What made Netanyahu Israels indispensable man

The lack of a credible alternative leader or strategy for dealing with security threats means that the prime minister is still favored for re-election.

(November 21, 2018 / JNS) He did it again. Despite being placed in an impossible position by the resignation of Defense Minister Avigdor Lieberman over accepting another ceasefire with Hamas, Israeli Prime Minister Benjamin Netanyahu managed to keep his coalition government alive.

Netanyahu called the bluff of Minister of Education Naftali Bennett, who threatened to topple the government if he wasn’t named defense minister after Lieberman’s parting. That meant that when the dust cleared, one right-wing rival was sidelined, and the other exposed as unwilling or unable to take on the prime minister and set off a crisis that would force early elections.

It was yet another successful maneuver by the man who has presided over Israel since 2009, and is very likely to be put in a position to lead it for at least another four years when the country goes to the polls to elect a new Knesset either in the spring or later in 2019.

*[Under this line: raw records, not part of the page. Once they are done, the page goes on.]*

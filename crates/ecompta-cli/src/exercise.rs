//! # Exercise Subcommand
//!
//! Fiscal exercise bookkeeping and closing. `check` exits with code 2 when
//! the exercise cannot be closed yet, so scripts can gate on it.

use std::path::{Path, PathBuf};

use anyhow::Result;
use chrono::NaiveDate;
use clap::{Args, Subcommand};
use rust_decimal::Decimal;

use ecompta_core::Timestamp;
use ecompta_state::{FiscalExercise, LifecycleStatus, StatusGuard};

use crate::{load_record, print_transitions, save_record, RecordArgs};

/// Arguments for the `ecompta exercise` subcommand.
#[derive(Args, Debug)]
pub struct ExerciseArgs {
    #[command(subcommand)]
    pub command: ExerciseCommand,
}

/// Exercise subcommands.
#[derive(Subcommand, Debug)]
pub enum ExerciseCommand {
    /// Start bookkeeping (OPEN → IN_PROGRESS).
    Begin {
        #[command(flatten)]
        record: RecordArgs,
    },

    /// Update the running receipt and expense totals.
    Totals {
        #[command(flatten)]
        record: RecordArgs,
        /// Total receipts.
        #[arg(long)]
        receipts: Decimal,
        /// Total expenses.
        #[arg(long)]
        expenses: Decimal,
    },

    /// Report whether the exercise can be closed on a given day.
    Check {
        /// JSON snapshot of the exercise.
        #[arg(long)]
        file: PathBuf,
        /// Business date (YYYY-MM-DD). Defaults to today (UTC).
        #[arg(long)]
        today: Option<NaiveDate>,
    },

    /// Close the exercise (→ CLOSED) once its last day has passed.
    Close {
        #[command(flatten)]
        record: RecordArgs,
        /// Business date (YYYY-MM-DD). Defaults to the date of `--at`.
        #[arg(long)]
        today: Option<NaiveDate>,
    },

    /// Show current exercise state.
    Status {
        /// JSON snapshot of the exercise.
        #[arg(long)]
        file: PathBuf,
    },
}

/// Execute the exercise subcommand.
pub fn run_exercise(args: &ExerciseArgs, guard: &StatusGuard) -> Result<u8> {
    match &args.command {
        ExerciseCommand::Begin { record } => {
            let mut exercise: FiscalExercise = load_record(&record.file)?;
            exercise.begin(record.now())?;
            save_record(&exercise, record.output())?;
            println!("OK: exercise {} in progress", exercise.year);
            Ok(0)
        }

        ExerciseCommand::Totals {
            record,
            receipts,
            expenses,
        } => {
            let mut exercise: FiscalExercise = load_record(&record.file)?;
            exercise.record_totals(*receipts, *expenses, record.now())?;
            save_record(&exercise, record.output())?;
            println!(
                "OK: exercise {} net result {} {}",
                exercise.year,
                exercise.net_result(),
                exercise.currency
            );
            Ok(0)
        }

        ExerciseCommand::Check { file, today } => {
            let exercise: FiscalExercise = load_record(file)?;
            let today = today.unwrap_or_else(|| Timestamp::now().date());
            if guard.can_close_exercise(&exercise, today) {
                println!("exercise {} can be closed on {today}", exercise.year);
                Ok(0)
            } else {
                println!("exercise {} cannot be closed on {today}", exercise.year);
                Ok(2)
            }
        }

        ExerciseCommand::Close { record, today } => {
            let mut exercise: FiscalExercise = load_record(&record.file)?;
            let now = record.now();
            exercise.close(today.unwrap_or_else(|| now.date()), now)?;
            save_record(&exercise, record.output())?;
            println!("OK: exercise {} closed", exercise.year);
            Ok(0)
        }

        ExerciseCommand::Status { file } => cmd_status(file),
    }
}

fn cmd_status(file: &Path) -> Result<u8> {
    let exercise: FiscalExercise = load_record(file)?;
    let today = Timestamp::now().date();

    println!("Exercise: {} ({})", exercise.year, exercise.company_id);
    println!("  State: {}", exercise.state);
    println!("  Range: {} .. {}", exercise.start_date, exercise.end_date);
    println!("  Currency: {}", exercise.currency);
    println!("  Net result: {}", exercise.net_result());
    println!("  In progress today: {}", exercise.is_in_progress(today));
    println!("  Terminal: {}", exercise.state.is_terminal());
    println!("  Updated: {}", exercise.updated_at);
    print_transitions(&exercise.transitions);

    Ok(0)
}

#[cfg(test)]
mod tests {
    use super::*;
    use ecompta_core::CompanyId;

    fn ts(s: &str) -> Timestamp {
        Timestamp::parse(s).unwrap()
    }

    fn date(y: i32, m: u32, d: u32) -> NaiveDate {
        NaiveDate::from_ymd_opt(y, m, d).unwrap()
    }

    fn write_exercise(dir: &Path) -> PathBuf {
        let exercise = FiscalExercise::new(
            CompanyId(5),
            2023,
            date(2023, 1, 1),
            date(2023, 12, 31),
            ts("2023-01-01T00:00:00Z"),
        )
        .unwrap();
        let path = dir.join("exercise.json");
        save_record(&exercise, &path).unwrap();
        path
    }

    fn record(file: &Path, at: &str) -> RecordArgs {
        RecordArgs {
            file: file.to_path_buf(),
            out: None,
            at: Some(ts(at)),
        }
    }

    #[test]
    fn exercise_check_exit_codes() {
        let dir = tempfile::tempdir().unwrap();
        let path = write_exercise(dir.path());
        let guard = StatusGuard::default();

        let before_end = ExerciseArgs {
            command: ExerciseCommand::Check {
                file: path.clone(),
                today: Some(date(2023, 12, 31)),
            },
        };
        assert_eq!(run_exercise(&before_end, &guard).unwrap(), 2);

        let after_end = ExerciseArgs {
            command: ExerciseCommand::Check {
                file: path,
                today: Some(date(2024, 1, 1)),
            },
        };
        assert_eq!(run_exercise(&after_end, &guard).unwrap(), 0);
    }

    #[test]
    fn exercise_full_lifecycle() {
        let dir = tempfile::tempdir().unwrap();
        let path = write_exercise(dir.path());
        let guard = StatusGuard::default();

        let begin = ExerciseArgs {
            command: ExerciseCommand::Begin {
                record: record(&path, "2023-02-01T00:00:00Z"),
            },
        };
        run_exercise(&begin, &guard).unwrap();

        let totals = ExerciseArgs {
            command: ExerciseCommand::Totals {
                record: record(&path, "2023-12-31T18:00:00Z"),
                receipts: Decimal::new(1_250_000, 0),
                expenses: Decimal::new(980_500, 0),
            },
        };
        run_exercise(&totals, &guard).unwrap();

        let close = ExerciseArgs {
            command: ExerciseCommand::Close {
                record: record(&path, "2024-01-15T08:00:00Z"),
                today: None,
            },
        };
        run_exercise(&close, &guard).unwrap();

        let exercise: FiscalExercise = load_record(&path).unwrap();
        assert!(exercise.is_closed());
        assert_eq!(exercise.net_result(), Decimal::new(269_500, 0));
        assert_eq!(exercise.transitions.len(), 2);
    }

    #[test]
    fn exercise_close_before_end_rejected() {
        let dir = tempfile::tempdir().unwrap();
        let path = write_exercise(dir.path());
        let close = ExerciseArgs {
            command: ExerciseCommand::Close {
                record: record(&path, "2024-01-15T08:00:00Z"),
                today: Some(date(2023, 6, 30)),
            },
        };
        assert!(run_exercise(&close, &StatusGuard::default()).is_err());
        let exercise: FiscalExercise = load_record(&path).unwrap();
        assert!(!exercise.is_closed());
    }
}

The graveyards are full of people who thought they were indispensable, and Netanyahu’s run of victories can’t last forever. But the prime minister’s frenemies within his coalition, as well as his open foes in the opposition, know that he currently stands alone when Israeli voters consider who should lead them.

This would be an extraordinary achievement for anyone, but when you consider the political hurdles that Netanyahu has overcome, it’s downright remarkable. Nevertheless, a sober analysis of the situation reveals that his triumphs say more about the lack of other options than it does about his personal greatness. For all of his deft management of the government, the failure of his opponents on both the left and the right to come up with rational alternatives has kept him as the only person most observers think has a chance of leading the next Israeli government.

The prime minister’s continued run also says as much about the intractable nature of the conflict with the Palestinians as it does about Netanyahu’s genius.

To put Netanyahu’s current position in perspective, it’s necessary to think back to when it looked as if he was done for good. After a meteoric rise to the top and beating out Shimon Peres in 1996, Netanyahu’s first term as prime minister was less than a ringing success. In 1999, he was defeated for re-election by Ehud Barak as Labor Party staged a stirring comeback.

Barak’s government lasted less than two years after he gambled his political life on Palestinian leader Yasser Arafat being willing to accept a two-state solution. Arafat’s launch of a terrorist war of attrition known as the Second Intifada ended the faith of the Israeli people in the Oslo peace process, as well as the parties on the Israeli left that had championed it.

Yet the man to pick up the pieces scattered by Barak’s blunders was Ariel Sharon. It was not until after Sharon split the Likud by withdrawing from Gaza that Netanyahu would return to his party’s leadership. And it was not until after Ehud Olmert—Sharon’s successor at the head of the centrist Kadima Party—crashed due to corruption charges and the failure of another effort to make peace that Netanyahu would get a chance for the top job again.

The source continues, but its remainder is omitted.